§ WHAT THIS TASK INVOLVES
Give the data again exactly, stopping after the "let cli = Cli::parse();" line.

§ SOURCE DATA
____________
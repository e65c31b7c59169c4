use std::io::Write;
use std::path::{Path, PathBuf};
use std::process::ExitCode;
use std::time::Duration;

use clap::{Parser, Subcommand};
use indicatif::{ProgressBar, ProgressStyle};
use tracing_subscriber::{EnvFilter, fmt};

use scribe_core::config_file::{self, ConfigFile};
use scribe_core::{Config, OcrEngine, StrategyKind};

mod output;

use output::ColorMode;

/// Scribe - extract text from images and PDFs with ordered OCR fallback
#[derive(Parser, Debug)]
#[command(version, about, long_about = None)]
struct Cli {
    #[command(subcommand)]
    command: Command,
}

#[derive(Subcommand, Debug)]
enum Command {
    /// Extract text from an image or PDF
    Extract {
        /// Path to the image or PDF
        file_path: PathBuf,

        /// OCR engine for images and rasterized pages (tesseract, gemini, mistral)
        #[arg(long)]
        engine: Option<OcrEngine>,

        /// Tesseract language code(s), e.g. eng or eng+deu
        #[arg(long)]
        lang: Option<String>,

        /// Comma-separated PDF strategy order
        #[arg(long, value_delimiter = ',')]
        strategies: Vec<StrategyKind>,

        /// Linear render scale for rasterized pages
        #[arg(long)]
        scale: Option<f32>,

        /// Write the text to this file instead of stdout
        #[arg(short, long)]
        output: Option<PathBuf>,

        /// Disable colored output
        #[arg(long)]
        no_color: bool,

        /// Log progress and list every strategy attempt on failure
        #[arg(short, long)]
        verbose: bool,
    },

    /// List PDF strategies and whether they are available here
    Strategies {
        /// Disable colored output
        #[arg(long)]
        no_color: bool,
    },

    /// Show the effective configuration
    Config {
        /// Write the current settings (without API keys) to the platform config file
        #[arg(long)]
        save: bool,
    },
}

fn main() -> anyhow::Result<ExitCode> {
    dotenvy::dotenv().ok();
    let cli = Cli::parse();

    let verbose = matches!(cli.command, Command::Extract { verbose: true, .. });
    init_logging(verbose);

    match cli.command {
        Command::Extract {
            file_path,
            engine,
            lang,
            strategies,
            scale,
            output,
            no_color,
            verbose,
        } => {
            let config = resolve_config(engine, lang, strategies, scale)?;
            extract(&file_path, &config, output, no_color, verbose)
        }
        Command::Strategies { no_color } => {
            let config = Config::load()?;
            let color = ColorMode(!no_color);
            let statuses = scribe_ingest::describe(&config);
            output::print_strategies(&mut std::io::stdout(), &statuses, color)?;
            Ok(ExitCode::SUCCESS)
        }
        Command::Config { save } => {
            let config = Config::load()?;
            show_config(&config, save)?;
            Ok(ExitCode::SUCCESS)
        }
    }
}

fn init_logging(verbose: bool) {
    let default = if verbose { "info" } else { "warn" };
    let filter = EnvFilter::try_from_default_env().unwrap_or_else(|_| EnvFilter::new(default));
    fmt()
        .with_env_filter(filter)
        .with_writer(std::io::stderr)
        .init();
}

/// CLI flags > environment > config files > defaults.
fn resolve_config(
    engine: Option<OcrEngine>,
    lang: Option<String>,
    strategies: Vec<StrategyKind>,
    scale: Option<f32>,
) -> anyhow::Result<Config> {
    let mut config = Config::load()?;
    if let Some(engine) = engine {
        config.ocr_engine = engine;
    }
    if let Some(lang) = lang {
        config.ocr_language = lang;
    }
    if !strategies.is_empty() {
        config.strategy_order = strategies;
    }
    if let Some(scale) = scale {
        config.render_scale = config_file::check_scale(scale)?;
    }
    tracing::debug!(?config, "configuration resolved");
    Ok(config)
}

fn extract(
    file_path: &Path,
    config: &Config,
    output: Option<PathBuf>,
    no_color: bool,
    verbose: bool,
) -> anyhow::Result<ExitCode> {
    let color = ColorMode(!no_color);
    let extractor = scribe_ingest::build_extractor(config);

    let spinner = if no_color || verbose {
        ProgressBar::hidden()
    } else {
        let bar = ProgressBar::new_spinner();
        bar.set_style(ProgressStyle::with_template("{spinner:.cyan} {msg} ({elapsed})")?);
        bar.enable_steady_tick(Duration::from_millis(120));
        bar
    };
    let name = file_path
        .file_name()
        .map(|n| n.to_string_lossy().into_owned())
        .unwrap_or_else(|| file_path.display().to_string());
    spinner.set_message(format!("Extracting text from {name}..."));

    let result = scribe_ingest::extract_path(file_path, &extractor);
    spinner.finish_and_clear();

    match result {
        Ok(text) => {
            if let Some(path) = output {
                std::fs::write(&path, format!("{text}\n"))?;
                output::print_saved(&mut std::io::stderr(), &path, text.chars().count(), color)?;
            } else {
                let mut stdout = std::io::stdout().lock();
                writeln!(stdout, "{text}")?;
            }
            Ok(ExitCode::SUCCESS)
        }
        Err(err) => {
            output::print_failure(&mut std::io::stderr(), &err, verbose, color)?;
            Ok(ExitCode::FAILURE)
        }
    }
}

fn show_config(config: &Config, save: bool) -> anyhow::Result<()> {
    let mut stdout = std::io::stdout();
    match config_file::config_path() {
        Some(path) => writeln!(stdout, "Config file: {}", path.display())?,
        None => writeln!(stdout, "Config file: (no platform config directory)")?,
    }
    writeln!(stdout, "Local overrides: .scribe.toml")?;
    writeln!(stdout)?;
    writeln!(stdout, "{config:#?}")?;

    if save {
        let path = config_file::save_config(&ConfigFile::from_config(config))?;
        writeln!(stdout)?;
        writeln!(stdout, "Saved to {}", path.display())?;
    }
    Ok(())
}
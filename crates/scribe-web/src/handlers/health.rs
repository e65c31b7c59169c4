use axum::Json;

use crate::models::HealthResponse;

pub async fn health() -> Json<HealthResponse> {
    Json(HealthResponse {
        status: "healthy".to_string(),
    })
}
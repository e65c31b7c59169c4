use axum::extract::Multipart;
use once_cell::sync::Lazy;
use regex::Regex;
use scribe_core::{MediaKind, allowed_file};

use crate::error::ApiError;

static UNSAFE_CHARS: Lazy<Regex> = Lazy::new(|| Regex::new(r"[^A-Za-z0-9_.-]").unwrap());

/// The `file` field of an upload, validated but not yet parsed.
#[derive(Debug)]
pub struct UploadedFile {
    /// Sanitized name; safe to log. Keeps the original extension.
    pub filename: String,
    pub data: Vec<u8>,
}

/// Read the multipart body and validate the `file` field.
///
/// Other fields are drained and ignored. Validation order: field present,
/// filename non-empty, extension allowed.
pub async fn parse_upload(
    mut multipart: Multipart,
    limit_mb: usize,
) -> Result<UploadedFile, ApiError> {
    let mut file: Option<(Option<String>, Vec<u8>)> = None;

    while let Some(field) = multipart
        .next_field()
        .await
        .map_err(|e| ApiError::from_multipart(e, limit_mb))?
    {
        if field.name() == Some("file") && file.is_none() {
            let filename = field.file_name().map(str::to_string);
            let data = field
                .bytes()
                .await
                .map_err(|e| ApiError::from_multipart(e, limit_mb))?
                .to_vec();
            file = Some((filename, data));
        } else {
            // Drain so the stream can advance.
            field
                .bytes()
                .await
                .map_err(|e| ApiError::from_multipart(e, limit_mb))?;
        }
    }

    let (filename, data) = file.ok_or(ApiError::NoFile)?;
    let filename = filename.unwrap_or_default();
    if filename.is_empty() {
        return Err(ApiError::NoFileSelected);
    }
    if !allowed_file(&filename) {
        return Err(ApiError::InvalidFileType);
    }

    Ok(UploadedFile {
        filename: safe_upload_name(&filename),
        data,
    })
}

/// Reduce a client-supplied filename to ASCII letters, digits, `_`, `.`
/// and `-`, with path separators and whitespace folded to `_`.
pub fn secure_filename(name: &str) -> String {
    let spaced = name.replace(['/', '\\'], " ");
    let joined = spaced.split_whitespace().collect::<Vec<_>>().join("_");
    UNSAFE_CHARS
        .replace_all(&joined, "")
        .trim_matches(|c| c == '.' || c == '_')
        .to_string()
}

/// Sanitized name that still selects the same media kind.
fn safe_upload_name(original: &str) -> String {
    let safe = secure_filename(original);
    if MediaKind::from_filename(&safe) == MediaKind::from_filename(original) {
        return safe;
    }
    let ext = original
        .rsplit_once('.')
        .map(|(_, ext)| ext.to_ascii_lowercase())
        .unwrap_or_default();
    format!("upload.{ext}")
}
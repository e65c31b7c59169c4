//! Error types for the upload server.

use axum::extract::multipart::MultipartError;
use axum::http::StatusCode;
use axum::response::{IntoResponse, Response};
use axum::Json;
use scribe_core::{ALLOWED_EXTENSIONS, ExtractError};
use thiserror::Error;

use crate::models::ErrorResponse;

#[derive(Error, Debug)]
pub enum ApiError {
    #[error("No file provided")]
    NoFile,

    #[error("No file selected")]
    NoFileSelected,

    #[error("Invalid file type. Allowed: {}", allowed_list())]
    InvalidFileType,

    #[error("File too large. Maximum upload size is {limit_mb} MB")]
    TooLarge { limit_mb: usize },

    #[error("{0}")]
    BadRequest(String),

    #[error(transparent)]
    Extraction(#[from] ExtractError),

    #[error("Internal error: {0}")]
    Internal(String),
}

fn allowed_list() -> String {
    ALLOWED_EXTENSIONS
        .iter()
        .map(|e| e.to_ascii_uppercase())
        .collect::<Vec<_>>()
        .join(", ")
}

impl ApiError {
    /// Map a multipart read failure, keeping 413 for bodies over the limit.
    pub fn from_multipart(err: MultipartError, limit_mb: usize) -> Self {
        if err.status() == StatusCode::PAYLOAD_TOO_LARGE {
            ApiError::TooLarge { limit_mb }
        } else {
            ApiError::BadRequest(format!("Failed to read upload: {}", err.body_text()))
        }
    }

    pub fn status(&self) -> StatusCode {
        match self {
            ApiError::NoFile
            | ApiError::NoFileSelected
            | ApiError::InvalidFileType
            | ApiError::BadRequest(_) => StatusCode::BAD_REQUEST,
            ApiError::TooLarge { .. } => StatusCode::PAYLOAD_TOO_LARGE,
            ApiError::Extraction(e) if e.is_client_error() => StatusCode::BAD_REQUEST,
            ApiError::Extraction(_) | ApiError::Internal(_) => StatusCode::INTERNAL_SERVER_ERROR,
        }
    }
}

impl IntoResponse for ApiError {
    fn into_response(self) -> Response {
        let status = self.status();
        if status.is_server_error() {
            tracing::error!(error = %self, "request failed");
        } else {
            tracing::debug!(status = status.as_u16(), error = %self, "request rejected");
        }
        let body = ErrorResponse {
            error: self.to_string(),
        };
        (status, Json(body)).into_response()
    }
}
____________
§ EXERCISE RESULT
repository e65c31b7c59169c4
use std::io::Write;
use std::path::{Path, PathBuf};
use std::process::ExitCode;
use std::time::Duration;

use clap::{Parser, Subcommand};
use indicatif::{ProgressBar, ProgressStyle};
use tracing_subscriber::{EnvFilter, fmt};

use scribe_core::config_file::{self, ConfigFile};
use scribe_core::{Config, OcrEngine, StrategyKind};

mod output;

use output::ColorMode;

/// Scribe - extract text from images and PDFs with ordered OCR fallback
#[derive(Parser, Debug)]
#[command(version, about, long_about = None)]
struct Cli {
    #[command(subcommand)]
    command: Command,
}

#[derive(Subcommand, Debug)]
enum Command {
    /// Extract text from an image or PDF
    Extract {
        /// Path to the image or PDF
        file_path: PathBuf,

        /// OCR engine for images and rasterized pages (tesseract, gemini, mistral)
        #[arg(long)]
        engine: Option<OcrEngine>,

        /// Tesseract language code(s), e.g. eng or eng+deu
        #[arg(long)]
        lang: Option<String>,

        /// Comma-separated PDF strategy order
        #[arg(long, value_delimiter = ',')]
        strategies: Vec<StrategyKind>,

        /// Linear render scale for rasterized pages
        #[arg(long)]
        scale: Option<f32>,

        /// Write the text to this file instead of stdout
        #[arg(short, long)]
        output: Option<PathBuf>,

        /// Disable colored output
        #[arg(long)]
        no_color: bool,

        /// Log progress and list every strategy attempt on failure
        #[arg(short, long)]
        verbose: bool,
    },

    /// List PDF strategies and whether they are available here
    Strategies {
        /// Disable colored output
        #[arg(long)]
        no_color: bool,
    },

    /// Show the effective configuration
    Config {
        /// Write the current settings (without API keys) to the platform config file
        #[arg(long)]
        save: bool,
    },
}

fn main() -> anyhow::Result<ExitCode> {
    dotenvy::dotenv().ok();
    let cli = Cli::parse();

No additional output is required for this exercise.